Allegations of racial slur make John Terry lose England captaincy

Facing a criminal charge over accusations of making a racial slur during an October match, Captain of England’s national soccer team and the powerful club Chelsea John Terry has been stripped of England captaincy.


Responsible for laying criminal charges, the Crown Prosecution Service has already claimed it has charged Terry. As a result of his racism court trial, the Football Association decided not to retain Terry as the captain. The Association added the decision had been taken without Fabio Capello's involvement.

Led by chairman David Bernstein, the Association decided to intervene after affirmation that the trial was unlikely to take place until after Euro 2012.

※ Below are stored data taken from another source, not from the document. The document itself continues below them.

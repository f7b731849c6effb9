// src/config/mod.rs

//! Configuration loading and validation for sitemill.
//!
//! Responsibilities:
//! - Define the TOML-backed data model (`model.rs`).
//! - Load `Sitemill.toml` from disk, or fall back to defaults (`loader.rs`).
//! - Validate globs, browser queries and the project layout (`validate.rs`).

pub mod loader;
pub mod model;
pub mod validate;

pub use loader::{config_root_dir, load_from_path, load_or_default};
pub use model::ConfigFile;
pub use validate::validate_config;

The decision came even as England manager has been insisting he should have control of team matters, including the captaincy.

Capello will still have the liberty to pick Terry for England friendlies and Euro 2012 and to decide upon the replacement skipper. As of now Steven Gerrard’s name is making the rounds.

The Association said in a statement: "The FA board expected the trial to be concluded prior to the European Championship. Further to Wednesday's confirmation that the trial will not take place until after the tournament, the board has discussed the matter in detail and has collectively decided it is in the interests of all parties that John has the responsibilities of captaincy removed at this time.

"This decision has been taken due to the higher profile nature of the England captaincy, on and off the pitch, and the additional demands and requirements expected of the captain leading into and during a tournament.

"The FA board can confirm that he has not been excluded from the squad and that Fabio Capello is free to select him for the Holland fixture on 29 February and the European Championship.

"FA chairman David Bernstein has spoken to both John Terry and Fabio Capello to explain the facts to them. Fabio Capello has not been involved in the FA board discussions which reached this conclusion, but understands that the FA board has authority to make this decision.

"This decision in no way infers any suggestion of guilt in relation to the charge made against John Terry."

Backing the decision, Sports minister Hugh Robertson said: "I completely support the FA's decision. It would have been impossible for John Terry to have continued as captain with this charge over his head."

Though Terry is denying, the allegations against the white player is that he made a racist remark during an October match toward Anton Ferdinand, a black defender.

Ferdinand plays for Queens Park Rangers, a London rival of Chelsea.

Terry, who is 31, is asserting that the context of his remarks was misunderstood. In a statement, he said: “I have never aimed a racist remark at anyone and count people from all races and creeds among my closest friends.”

He is charged with violating Britain’s Crime and Disorder Act (of) 1998, which focuses on antisocial behavior.

If found guilty, he faces maximum fine of about $4,000. But, a conviction could cost Terry the captaincy of his club and national team, besides his reputation and his ability to earn endorsement money.

In a statement, London’s chief crown prosecutor Alison Saunders earlier said: “I am satisfied there is sufficient evidence for a realistic prospect of conviction and it is in the public interest to prosecute this case.”